→ **Task objective**: Scan the entries below. List each line with "validator".

→ **Data records**:
-- Opening Marker --
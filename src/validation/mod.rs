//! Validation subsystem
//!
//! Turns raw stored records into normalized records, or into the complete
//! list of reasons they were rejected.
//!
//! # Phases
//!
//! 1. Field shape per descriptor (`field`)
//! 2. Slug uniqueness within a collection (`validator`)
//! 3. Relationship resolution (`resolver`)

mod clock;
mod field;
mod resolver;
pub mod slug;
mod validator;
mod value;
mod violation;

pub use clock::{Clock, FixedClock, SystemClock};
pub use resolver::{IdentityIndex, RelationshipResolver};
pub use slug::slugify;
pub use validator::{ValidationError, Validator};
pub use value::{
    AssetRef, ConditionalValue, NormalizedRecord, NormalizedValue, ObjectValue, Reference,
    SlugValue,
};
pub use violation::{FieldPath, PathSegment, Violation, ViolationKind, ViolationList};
-- Closing Marker --
→ **Response below**:
//! 2. Slug uniqueness within a collection (`validator`)
mod validator;
pub use validator::{ValidationError, Validator};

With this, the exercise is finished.